Please keep in mind that MBONE technology is experimental;
to make this experience rewarding for everyone, we need to have everyone's help.
The conference organizers ask the following:
To the local audience:
Please bear with any technical glitches that may arise during the
course of the session.
During question time,
please preface your question by stating your name and institutional affiliation.
This is helpful for people in the room,
and even more so for remote listeners.
It will be part of my job as chair to remind you about this if you forget.
To remote participants:
We ask that you bear in mind that numerous factors influence the
quality of the program you receive, many of which are out of our control.
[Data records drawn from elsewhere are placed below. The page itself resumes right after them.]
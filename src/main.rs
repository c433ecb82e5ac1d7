//! Whisper Bot - webhook ingestion server
//!
//! Receives Telegram updates over HTTP and processes them on a worker pool.

use std::net::SocketAddr;

use anyhow::Context;
use tokio::signal;
use tokio_util::sync::CancellationToken;
use tracing::{info, warn};
use tracing_subscriber::{layer::SubscriberExt, util::SubscriberInitExt};

use whisper_bot::api::{create_router, AppState};
use whisper_bot::{spawn_sweep_task, Config};

/// Main entry point for the webhook server.
///
/// # Startup Sequence
/// 1. Initialize tracing subscriber for logging
/// 2. Load configuration from environment variables
/// 3. Build caches, dispatcher and worker pool
/// 4. Start workers and the optional expiry sweep
/// 5. Serve HTTP until SIGINT/SIGTERM
/// 6. Drain the queue before exiting
#[tokio::main]
async fn main() -> anyhow::Result<()> {
    // Defaults to "info" level, can be overridden with RUST_LOG env var
    tracing_subscriber::registry()
        .with(
            tracing_subscriber::EnvFilter::try_from_default_env()
                .unwrap_or_else(|_| "whisper_bot=info,tower_http=info".into()),
        )
        .with(tracing_subscriber::fmt::layer())
        .init();

    info!("Starting Whisper Bot webhook server");

    let config = Config::from_env();
    info!(
        port = config.server_port,
        workers = config.worker_count,
        queue_capacity = ?config.queue_capacity,
        inline_cache_capacity = config.inline_cache_capacity,
        inline_cache_ttl = config.inline_cache_ttl,
        photo_cache_capacity = config.photo_cache_capacity,
        sweep_interval = config.sweep_interval,
        "Configuration loaded"
    );

    let state = AppState::from_config(&config).context("invalid cache configuration")?;

    state
        .pool
        .start(config.worker_count, state.dispatcher.clone())
        .context("failed to start worker pool")?;

    let sweep_token = CancellationToken::new();
    let sweep_handle = config.sweep_period().map(|period| {
        spawn_sweep_task(
            state.dispatcher.inline_cache().clone(),
            period,
            sweep_token.clone(),
        )
    });

    let pool = state.pool.clone();
    let app = create_router(state);

    let addr = SocketAddr::from(([0, 0, 0, 0], config.server_port));
    let listener = tokio::net::TcpListener::bind(addr)
        .await
        .with_context(|| format!("failed to bind {addr}"))?;
    info!("Server listening on http://{}", addr);

    axum::serve(listener, app)
        .with_graceful_shutdown(shutdown_signal())
        .await
        .context("server error")?;

    // Webhook is closed; let workers finish what Telegram already handed us
    pool.shutdown().await;

    sweep_token.cancel();
    if let Some(handle) = sweep_handle {
        if let Err(e) = handle.await {
            warn!(error = %e, "Expiry sweep task ended abnormally");
        }
    }

    info!("Server shutdown complete");
    Ok(())
}

/// Waits for shutdown signal (Ctrl+C or SIGTERM).
async fn shutdown_signal() {
    let ctrl_c = async {
        if let Err(e) = signal::ctrl_c().await {
            warn!(error = %e, "Failed to listen for Ctrl+C");
            std::future::pending::<()>().await;
        }
    };

    #[cfg(unix)]
    let terminate = async {
        match signal::unix::signal(signal::unix::SignalKind::terminate()) {
            Ok(mut sigterm) => {
                sigterm.recv().await;
            }
            Err(e) => {
                warn!(error = %e, "Failed to install SIGTERM handler");
                std::future::pending::<()>().await;
            }
        }
    };

    #[cfg(not(unix))]
    let terminate = std::future::pending::<()>();

    tokio::select! {
        _ = ctrl_c => {
            info!("Received Ctrl+C, initiating shutdown...");
        }
        _ = terminate => {
            info!("Received SIGTERM, initiating shutdown...");
        }
    }
}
In particular, using a television camera to transmit from the projection
screen at the front of the room can result in a received image that is
hard to read.
Audio may break up, so that you will have to listen carefully and
sometimes rely on context to understand the speaker.
During question periods,
we will solicite questions from remote participants,
and try to interleave them with questions from the local audience.
Please wait to ask your question
until the chair explicitly asks for questions from MBONE/Internet listeners.
One of the persons sitting in front of the workstation which is doing the MBONE
transmission,whom we call the "interlocutor", will act as your stand-in in the conference hall,
and collaborate with the chair to handle incoming questions smoothly.
When you first try to speak,
it will take a moment for the operator to enable your incoming audio signal.
The operator will then acknowledge you by speaking out your network address.
Start speaking again after this acknowledgment.
Begin by stating your name,
affiliation, and geographical location,
and then proceed to your question.
To presenters:
Please speak slowly and clearly,
and remember that MBONE video images take a while --
as long as thirty seconds even in good circumstances --
to be completely constructed at the receiving end,
so when you change what appears on the projection screen,
please leave the projected images alone long enough to be viewed clearly by
remote participants.
Please avoid frequent jerky movements of overhead
slides or projected computer displays.